Another month comes, and another giant, mythological issue of Ody-C is gracing the shelves at your local comic book shop. The poets sing once more, and the story resumes: Wily Odyssia and her crew are still stranded in the charnel house of the Cyclops, but they manage to make gory, brilliant use of the corpses of their fallen comrades; this is Greek myth, and nobody dies in vain. Meanwhile, Zeus and Poseidon keep close tabs on the heroes and their misadventures with Poseidon’s monocular, wayward child, and the ODY-C crash lands on an all-new, all-different hellish planet. Also included in this month’s issue is the new trademark of Fraction and DeConnick’s work: scholarly essays about the themes of the work. This month, its classicist Dani Colman discussing Homer and the oral poetry tradition of ancient Greece for Beginners.

Ody-C-#4Ody-C is a strange beast. It walks a very thin wire, where to one side lies unreadable, dense-as-fuck, one-to-one recreations of Homeric storylines; on the other, a super-sloppy, Avatar Press-style gorefest that could possibly hope to rise to the heights of a Harryhausen adaptation. Luckily, the men on the wire are Fraction and Ward, and for a relatively fresh team, they are already hitting their strides. In all honesty, they hit it full-force last issue, and now they’re just cresting the wave (if I can mix very general metaphors), making shit way more awesome every month.

The Cyclops episode of The Odyssey is a perfect spot to see how a team can pull it off, as I mentioned last month. This issue is another great example of that kind of push-pull; when they need to, they can do a largely wordless page of Odyssia and her crew building a gory escape, right after the Cyclops vomits (yet another majestic and beautiful image from this series that will haunt my nightmares for years to come). Otherwise, when they need to, they can have a conversational scene between the gods, and still make it visually interesting, as well as a compelling dialogue.

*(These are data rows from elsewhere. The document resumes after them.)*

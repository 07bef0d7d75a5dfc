// Copyright 2024 FastLabs Developers
//
// Licensed under the Apache License, Version 2.0 (the "License");
// you may not use this file except in compliance with the License.
// You may obtain a copy of the License at
//
//     http://www.apache.org/licenses/LICENSE-2.0
//
// Unless required by applicable law or agreed to in writing, software
// distributed under the License is distributed on an "AS IS" BASIS,
// WITHOUT WARRANTIES OR CONDITIONS OF ANY KIND, either express or implied.
// See the License for the specific language governing permissions and
// limitations under the License.

use std::cell::RefCell;
use std::collections::BTreeMap;

use crate::Diagnostic;
use crate::Error;
use crate::diagnostic::Visitor;

thread_local! {
    static CONTEXT: RefCell<BTreeMap<String, String>> = const { RefCell::new(BTreeMap::new()) };
}

/// A diagnostic that stores key-value pairs in a thread-local map.
///
/// Entries are copied into every record logged from the same thread and end up as
/// `log/<key>` attributes on the forwarded event.
///
/// ## Example
///
/// ```rust
/// use logforth_append_riemann::diagnostic::ThreadLocalDiagnostic;
///
/// ThreadLocalDiagnostic::insert("request_id", "42");
/// ```
#[derive(Default, Debug, Clone, Copy)]
#[non_exhaustive]
pub struct ThreadLocalDiagnostic {}

impl ThreadLocalDiagnostic {
    /// Insert a key-value pair into the thread local diagnostic.
    pub fn insert<K, V>(key: K, value: V)
    where
        K: Into<String>,
        V: Into<String>,
    {
        CONTEXT.with(|map| {
            map.borrow_mut().insert(key.into(), value.into());
        });
    }

    /// Remove a key-value pair from the thread local diagnostic.
    pub fn remove(key: &str) {
        CONTEXT.with(|map| {
            map.borrow_mut().remove(key);
        });
    }

    /// Remove every key-value pair of the current thread.
    pub fn clear() {
        CONTEXT.with(|map| map.borrow_mut().clear());
    }
}

impl Diagnostic for ThreadLocalDiagnostic {
    fn visit(&self, visitor: &mut dyn Visitor) -> Result<(), Error> {
        CONTEXT.with(|map| {
            let map = map.borrow();
            for (key, value) in map.iter() {
                visitor.visit(key, value)?;
            }
            Ok(())
        })
    }
}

While I’m a huge Fraction fan, as regular readers will know, this isn’t my favorite Fraction book (although, I will never not find his “#NotAll-Men!” joke from the Cyclops super hilarious). Luckily, this is a good Fraction book with one of the most phenomenal artists around working on it. After the extrava-gore-nza of the escape from the Cyclops, Ward comes out of left field with a much better look at Poseidon, an inconstant god made from the waters she commands. It’s an unbelievable character design, and it sometimes suffers just because it’s a book filled with them. Seeing characters get their moments in the spotlight is half the joy of this book, and this is a prime example.

This book also benefits from an amazing team. While Fraction and Ward get to be at the forefront, this is another book where Chris Eliopolous steps in and plays Steve Nash; the best assist man in the business. There are a few sequences where he pulls from Ward’s palettes on the characters to color their narrative captions, and it’s one of those things that works so well that it ends up being too subtle to notice on the first time around.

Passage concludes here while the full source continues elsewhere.